Proof. We show that in the case of a $C^\ast$-algebra the Gelfand map is isometric with a dense image. This will imply that $\widehat{A} = \{\widehat a: a\in A\}$ is a complete, hence closed, dense subalgebra of $C_0(\Delta_A)$, and hence $\widehat{A} = C_0(\Delta_A)$. For $a\in A$, using Theorem $2.5.2$ and Lemma $2.6.4$ we get $\|\widehat a\|_\infty^2 = \|\widehat a \widehat a\|_\infty = \|\widehat{a^\ast a}\|_\infty = r(a^\ast a) = \|a^\ast a\| = \|a^2\|$, so indeed the Gelfand transform is an isometric map. It remains to show that the image is dense.

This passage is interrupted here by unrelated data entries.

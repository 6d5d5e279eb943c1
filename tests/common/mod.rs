//! Shared helpers for integration tests.

use replication_registry::{
    EngineConfig, Registry, RegistryStore, Replicator, StaticReplicator,
};
use sqlx::sqlite::SqlitePool;
use tempfile::TempDir;

/// A store on a fresh temporary database, plus a raw pool on the same file
/// for fixture surgery (backdating timestamps, forcing counters).
pub struct TestHarness {
    pub store: RegistryStore,
    pub raw: SqlitePool,
    _dir: TempDir,
}

pub async fn harness() -> TestHarness {
    let config = EngineConfig::for_testing();
    let _ = tracing_subscriber::fmt()
        .with_env_filter(tracing_subscriber::EnvFilter::from_default_env())
        .with_test_writer()
        .try_init();

    let dir = tempfile::tempdir().unwrap();
    let path = dir.path().join("registries.db");
    let store = RegistryStore::open(&path, config).await.unwrap();
    let raw = SqlitePool::connect(&format!("sqlite://{}", path.display()))
        .await
        .unwrap();

    TestHarness {
        store,
        raw,
        _dir: dir,
    }
}

impl TestHarness {
    /// Drive a row through a successful sync so verification can run.
    pub async fn synced(&self, model_record_id: i64) -> Registry {
        self.synced_with(model_record_id, &StaticReplicator::ready())
            .await
    }

    pub async fn synced_with(
        &self,
        model_record_id: i64,
        replicator: &dyn Replicator,
    ) -> Registry {
        let mut registry = self.store.ensure(model_record_id).await.unwrap();
        assert!(self.store.start_sync(&mut registry).await.unwrap());
        assert!(self
            .store
            .mark_synced(&mut registry, replicator)
            .await
            .unwrap());
        registry
    }

    /// Shift a millisecond timestamp column into the past.
    pub async fn backdate(&self, id: i64, column: &str, by_ms: i64) {
        let sql = format!(
            "UPDATE registries SET {col} = {col} - ? WHERE id = ?",
            col = column
        );
        sqlx::query(&sql)
            .bind(by_ms)
            .bind(id)
            .execute(&self.raw)
            .await
            .unwrap();
    }

    /// Force a retry counter to an arbitrary value.
    pub async fn set_column(&self, id: i64, column: &str, value: i64) {
        let sql = format!("UPDATE registries SET {} = ? WHERE id = ?", column);
        sqlx::query(&sql)
            .bind(value)
            .bind(id)
            .execute(&self.raw)
            .await
            .unwrap();
    }
}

- Where does $$\|\widehat a\|_\infty^2 = \|\widehat a \widehat a\|_\infty = \|\widehat{a^\ast a}\|_\infty = r(a^\ast a) = \|a^\ast a\| = \|a^2\|$$ come from? Every step (except the last two) seems hard to understand.

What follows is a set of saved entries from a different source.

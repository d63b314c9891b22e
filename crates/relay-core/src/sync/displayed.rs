use std::sync::atomic::{AtomicU64, Ordering};
use std::sync::Arc;

use tokio::sync::watch;

use crate::gateway::{Issue, IssuePriority, IssueType, IssueUpdate};

/// The issue currently on screen, shared by the editor and the poller.
///
/// Every write notifies [`DisplayedIssue::subscribe`] receivers.
#[derive(Debug, Clone)]
pub struct DisplayedIssue {
    tx: Arc<watch::Sender<Option<Issue>>>,
    /// Bumped by every full replacement; local edits leave it alone.
    generation: Arc<AtomicU64>,
}

/// What an optimistic write overwrote, and when.
#[derive(Debug, Clone, PartialEq, Eq)]
pub(crate) struct PendingEdit {
    pub(crate) key: String,
    pub(crate) previous: PreviousValue,
    generation: u64,
}

impl Default for DisplayedIssue {
    fn default() -> Self {
        Self::new()
    }
}

impl DisplayedIssue {
    pub fn new() -> Self {
        let (tx, _rx) = watch::channel(None);
        Self {
            tx: Arc::new(tx),
            generation: Arc::new(AtomicU64::new(0)),
        }
    }

    pub fn with_issue(issue: Issue) -> Self {
        let displayed = Self::new();
        displayed.replace(issue);
        displayed
    }

    pub fn snapshot(&self) -> Option<Issue> {
        self.tx.borrow().clone()
    }

    pub fn key(&self) -> Option<String> {
        self.tx.borrow().as_ref().map(|issue| issue.key.clone())
    }

    /// Full replacement, as done by the initial load and every poll.
    pub fn replace(&self, issue: Issue) {
        self.tx.send_modify(|slot| {
            self.generation.fetch_add(1, Ordering::AcqRel);
            *slot = Some(issue);
        });
    }

    pub fn clear(&self) {
        self.tx.send_modify(|slot| {
            self.generation.fetch_add(1, Ordering::AcqRel);
            *slot = None;
        });
    }

    pub fn subscribe(&self) -> watch::Receiver<Option<Issue>> {
        self.tx.subscribe()
    }

    /// Write `edit` into the issue and hand back what it overwrote.
    pub(crate) fn apply_edit(&self, edit: &FieldEdit) -> Option<PendingEdit> {
        let mut pending = None;
        self.tx.send_if_modified(|slot| {
            let Some(issue) = slot.as_mut() else {
                return false;
            };
            let before = PreviousValue::capture(issue, edit);
            edit.write(issue);
            let changed = !before.matches(edit);
            pending = Some(PendingEdit {
                key: issue.key.clone(),
                previous: before,
                generation: self.generation.load(Ordering::Acquire),
            });
            changed
        });
        pending
    }

    /// Put the previous value back unless something newer has been shown since.
    ///
    /// Any full replacement after the edit (a poll, a reload) is authoritative, as is
    /// a later edit of the same field.
    pub(crate) fn roll_back(&self, edit: &FieldEdit, pending: PendingEdit) -> bool {
        self.tx.send_if_modified(|slot| match slot.as_mut() {
            Some(issue)
                if issue.key == pending.key
                    && self.generation.load(Ordering::Acquire) == pending.generation
                    && edit.is_held_by(issue) =>
            {
                pending.previous.restore(issue);
                true
            }
            _ => false,
        })
    }
}

/// A single-field change to a displayed issue.
#[derive(Debug, Clone, PartialEq, Eq)]
pub enum FieldEdit {
    Status(String),
    Priority(IssuePriority),
    Type(IssueType),
    Summary(String),
}

impl FieldEdit {
    pub fn field_name(&self) -> &'static str {
        match self {
            FieldEdit::Status(_) => "status",
            FieldEdit::Priority(_) => "priority",
            FieldEdit::Type(_) => "type",
            FieldEdit::Summary(_) => "summary",
        }
    }

    pub fn to_update(&self) -> IssueUpdate {
        let mut update = IssueUpdate::default();
        match self {
            FieldEdit::Status(status) => update.status = Some(status.clone()),
            FieldEdit::Priority(priority) => update.priority = Some(*priority),
            FieldEdit::Type(issue_type) => update.issue_type = Some(*issue_type),
            FieldEdit::Summary(summary) => update.summary = Some(summary.clone()),
        }
        update
    }

    fn write(&self, issue: &mut Issue) {
        match self {
            FieldEdit::Status(status) => issue.status = Some(status.clone()),
            FieldEdit::Priority(priority) => issue.priority = Some(*priority),
            FieldEdit::Type(issue_type) => issue.issue_type = Some(*issue_type),
            FieldEdit::Summary(summary) => issue.summary = summary.clone(),
        }
    }

    fn is_held_by(&self, issue: &Issue) -> bool {
        match self {
            FieldEdit::Status(status) => issue.status.as_deref() == Some(status.as_str()),
            FieldEdit::Priority(priority) => issue.priority == Some(*priority),
            FieldEdit::Type(issue_type) => issue.issue_type == Some(*issue_type),
            FieldEdit::Summary(summary) => &issue.summary == summary,
        }
    }
}

/// Field value captured before an optimistic write.
#[derive(Debug, Clone, PartialEq, Eq)]
pub(crate) enum PreviousValue {
    Status(Option<String>),
    Priority(Option<IssuePriority>),
    Type(Option<IssueType>),
    Summary(String),
}

impl PreviousValue {
    fn capture(issue: &Issue, edit: &FieldEdit) -> Self {
        match edit {
            FieldEdit::Status(_) => PreviousValue::Status(issue.status.clone()),
            FieldEdit::Priority(_) => PreviousValue::Priority(issue.priority),
            FieldEdit::Type(_) => PreviousValue::Type(issue.issue_type),
            FieldEdit::Summary(_) => PreviousValue::Summary(issue.summary.clone()),
        }
    }

    pub(crate) fn matches(&self, edit: &FieldEdit) -> bool {
        match (self, edit) {
            (PreviousValue::Status(before), FieldEdit::Status(after)) => {
                before.as_deref() == Some(after.as_str())
            }
            (PreviousValue::Priority(before), FieldEdit::Priority(after)) => {
                *before == Some(*after)
            }
            (PreviousValue::Type(before), FieldEdit::Type(after)) => *before == Some(*after),
            (PreviousValue::Summary(before), FieldEdit::Summary(after)) => before == after,
            _ => false,
        }
    }

    fn restore(self, issue: &mut Issue) {
        match self {
            PreviousValue::Status(status) => issue.status = status,
            PreviousValue::Priority(priority) => issue.priority = priority,
            PreviousValue::Type(issue_type) => issue.issue_type = issue_type,
            PreviousValue::Summary(summary) => issue.summary = summary,
        }
    }
}
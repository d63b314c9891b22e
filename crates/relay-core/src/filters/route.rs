use std::fmt;

/// Pages the client can show.
#[derive(Debug, Clone, PartialEq, Eq)]
pub enum Route {
    Dashboard,
    IssueList,
    IssueDetail(String),
    Admin,
    Whitelist,
    Profile,
}

impl Route {
    pub fn path(&self) -> String {
        match self {
            Route::Dashboard => "/".to_owned(),
            Route::IssueList => "/issues".to_owned(),
            Route::IssueDetail(key) => format!("/issues/{key}"),
            Route::Admin => "/admin".to_owned(),
            Route::Whitelist => "/admin/whitelist".to_owned(),
            Route::Profile => "/profile".to_owned(),
        }
    }

    /// Resolve a location (path plus optional query). Unknown paths land on the dashboard.
    pub fn parse(location: &str) -> Route {
        let (path, _) = split_location(location);
        let segments: Vec<&str> = path.split('/').filter(|s| !s.is_empty()).collect();
        match segments.as_slice() {
            ["issues"] => Route::IssueList,
            ["issues", key] if is_issue_key(key) => Route::IssueDetail((*key).to_owned()),
            ["admin"] => Route::Admin,
            ["admin", "whitelist"] => Route::Whitelist,
            ["profile"] => Route::Profile,
            _ => Route::Dashboard,
        }
    }

    /// Only some pages are allowed to hold a filter query.
    pub fn accepts_query(&self) -> bool {
        matches!(self, Route::IssueList)
    }
}

impl fmt::Display for Route {
    fn fmt(&self, f: &mut fmt::Formatter<'_>) -> fmt::Result {
        f.write_str(&self.path())
    }
}

/// Split `"/issues?status=Open"` into `("/issues", "status=Open")`.
pub fn split_location(location: &str) -> (&str, &str) {
    match location.split_once('?') {
        Some((path, query)) => (path, query),
        None => (location, ""),
    }
}

/// `PROJECT-123`: uppercase project prefix, dash, number.
pub fn is_issue_key(candidate: &str) -> bool {
    match candidate.split_once('-') {
        Some((project, number)) => {
            !project.is_empty()
                && project.chars().all(|c| c.is_ascii_uppercase())
                && !number.is_empty()
                && number.chars().all(|c| c.is_ascii_digit())
        }
        None => false,
    }
}
use std::env;
use std::fs;
#[cfg(unix)]
use std::os::unix::fs::PermissionsExt;
use std::path::{Path, PathBuf};
use std::time::Duration;

use directories::ProjectDirs;
use thiserror::Error;
use url::Url;

/// Storage key holding the bearer token.
pub const TOKEN_STORAGE_KEY: &str = "relay_id_token";
/// Storage key holding the theme preference used while signed out.
pub const THEME_STORAGE_KEY: &str = "relay-theme";

pub const DEFAULT_API_URL: &str = "http://localhost:5000";
pub const DEFAULT_POLL_INTERVAL: Duration = Duration::from_secs(30);
pub const DEFAULT_PAGE_SIZE: u32 = 20;
const MAX_PAGE_SIZE: u32 = 100;

/// Locates the persistent client state directory.
#[derive(Debug, Clone)]
pub struct ConfigLocator {
    root: PathBuf,
}

impl ConfigLocator {
    /// Attempt to discover the persistent configuration directory, creating it if needed.
    pub fn new() -> Result<Self, ConfigError> {
        let dirs =
            ProjectDirs::from("app", "relay", "relay-rs").ok_or(ConfigError::MissingProjectDirs)?;
        Self::from_root(dirs.config_dir().to_path_buf())
    }

    /// Use an explicit directory, creating it with user-only permissions.
    pub fn from_root(root: PathBuf) -> Result<Self, ConfigError> {
        fs::create_dir_all(&root).map_err(ConfigError::CreateDir)?;
        set_user_only_permissions(&root)?;
        Ok(Self { root })
    }

    /// Path of the file backing a single storage key.
    pub fn storage_file(&self, key: &str) -> PathBuf {
        self.root.join(key)
    }

    pub fn root(&self) -> &Path {
        &self.root
    }
}

fn set_user_only_permissions(path: &Path) -> Result<(), ConfigError> {
    #[cfg(unix)]
    {
        let metadata = fs::metadata(path)?;
        let mut permissions = metadata.permissions();
        permissions.set_mode(0o700);
        fs::set_permissions(path, permissions)?;
        Ok(())
    }
    #[cfg(not(unix))]
    {
        let _ = path;
        Ok(())
    }
}

/// Runtime settings for the client, sourced from the environment.
#[derive(Debug, Clone)]
pub struct ClientConfig {
    pub api_url: Url,
    pub poll_interval: Duration,
    pub page_size: u32,
}

impl Default for ClientConfig {
    fn default() -> Self {
        Self {
            api_url: Url::parse(DEFAULT_API_URL).expect("default API URL is valid"),
            poll_interval: DEFAULT_POLL_INTERVAL,
            page_size: DEFAULT_PAGE_SIZE,
        }
    }
}

impl ClientConfig {
    /// Read `RELAY_API_URL`, `RELAY_POLL_INTERVAL_SECS` and `RELAY_PAGE_SIZE`.
    pub fn from_env() -> Result<Self, ConfigError> {
        Self::from_lookup(|name| env::var(name).ok())
    }

    fn from_lookup<F>(lookup: F) -> Result<Self, ConfigError>
    where
        F: Fn(&str) -> Option<String>,
    {
        let mut config = Self::default();

        if let Some(raw) = lookup("RELAY_API_URL").filter(|v| !v.trim().is_empty()) {
            config.api_url = Url::parse(raw.trim())
                .map_err(|err| ConfigError::InvalidValue("RELAY_API_URL", err.to_string()))?;
        }

        if let Some(raw) = lookup("RELAY_POLL_INTERVAL_SECS").filter(|v| !v.trim().is_empty()) {
            let secs: u64 = raw
                .trim()
                .parse()
                .map_err(|_| ConfigError::InvalidValue("RELAY_POLL_INTERVAL_SECS", raw.clone()))?;
            if secs == 0 {
                return Err(ConfigError::InvalidValue("RELAY_POLL_INTERVAL_SECS", raw));
            }
            config.poll_interval = Duration::from_secs(secs);
        }

        if let Some(raw) = lookup("RELAY_PAGE_SIZE").filter(|v| !v.trim().is_empty()) {
            let size: u32 = raw
                .trim()
                .parse()
                .map_err(|_| ConfigError::InvalidValue("RELAY_PAGE_SIZE", raw.clone()))?;
            config.page_size = size.clamp(1, MAX_PAGE_SIZE);
        }

        Ok(config)
    }
}

/// Errors that can occur when working with configuration.
#[derive(Debug, Error)]
pub enum ConfigError {
    #[error("unable to determine configuration directory for relay-rs")]
    MissingProjectDirs,
    #[error("failed to create configuration directory: {0}")]
    CreateDir(#[source] std::io::Error),
    #[error("filesystem error: {0}")]
    Io(#[source] std::io::Error),
    #[error("invalid value for {0}: '{1}'")]
    InvalidValue(&'static str, String),
}

impl From<std::io::Error> for ConfigError {
    fn from(err: std::io::Error) -> Self {
        ConfigError::Io(err)
    }
}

The image of the Gelfand map $\widehat A = \{\widehat a: a\in A\} \subset C_0(\Delta_A)$ strictly separates the points of $\Delta_A$: if $m_1,m_2\in \Delta_A$ such that $\widehat{a}(m_1) = \widehat{a}(m_2)$ for every $a\in A$, then we clearly get $m_1 = m_2$, and since we require $m \ne 0$ for the elements $m\in \Delta_A$, we find at least one $a\in A$ with $\widehat a(m) = m(a) \ne 0$ for any given $m \in \Delta_A$. Using this, it is then a direct consequence of the Stone-Weierstraß Theorem $A.10.1$, that $\widehat A$ is dense in $C_0(\Delta_A)$ with respect to the supremum-norm whenever $\widehat A$ is invariant under taking complex conjugates, which is the case thanks to Lemma $2.6.6$. Finally, if $\Delta_A$ is compact, then $A \cong C_0(\Delta_A)$ is unital. The converse
is Theorem $2.4.5(b)$.
- Why is $\widehat A$ invariant under taking complex conjugates? For any $a\in A$ and $m\in \Delta_A$, we have $$\overline{\widehat a(m)} = \overline{m(a)} = m(a^*) $$
Please see this collection of images for the referenced theorems and lemmas. Thank you!
Best Answer
The first equality, in more familiar notation, is $$ (\sup\{|f(t)|:\ t\})^2=\sup\{|f(t)^2|:\ t\} $$ The second equality is $$ \sup\{|f(t)^2|:\ t\}=\sup\{\overline{f(t)}f(t):\ t\}, $$ which comes simply from $|z^2|=|z|^2=\overline z z$.
As for your second question, not entirely sure what the question is, as
shows precisely that $\hat A$ is closed under taking conjugates. In the above, the first equality is the definition of $\hat a$. The second equality is less trivial, it is the fact that an algebra homomorphism between a C$^*$-algebra and $\mathbb C$ preserves adjoints. This is usually done by working in the unitization of $A$, and noting that if $a\in A$ is invertible then $m(a)$ is invertible; this implies that $\sigma(m(a))\subset \sigma(a)$. When $a=a^*$, this means that $m(a)\in\mathbb R$. For arbitrary $a$ we have $a=b+ic$ with $b,c$ selfadjoint, and so $$m(a^*)=m(a-ic)=m(a)-im(c)=\overline{m(a)+im(c)}=\overline{m(a)}.$$ To do all this, one needs to show that $\sigma(a)\subset\mathbb R$. This is typically done with characters, which would be circular, but it can be done using holomorphic functional calculus (this is briefly explained here).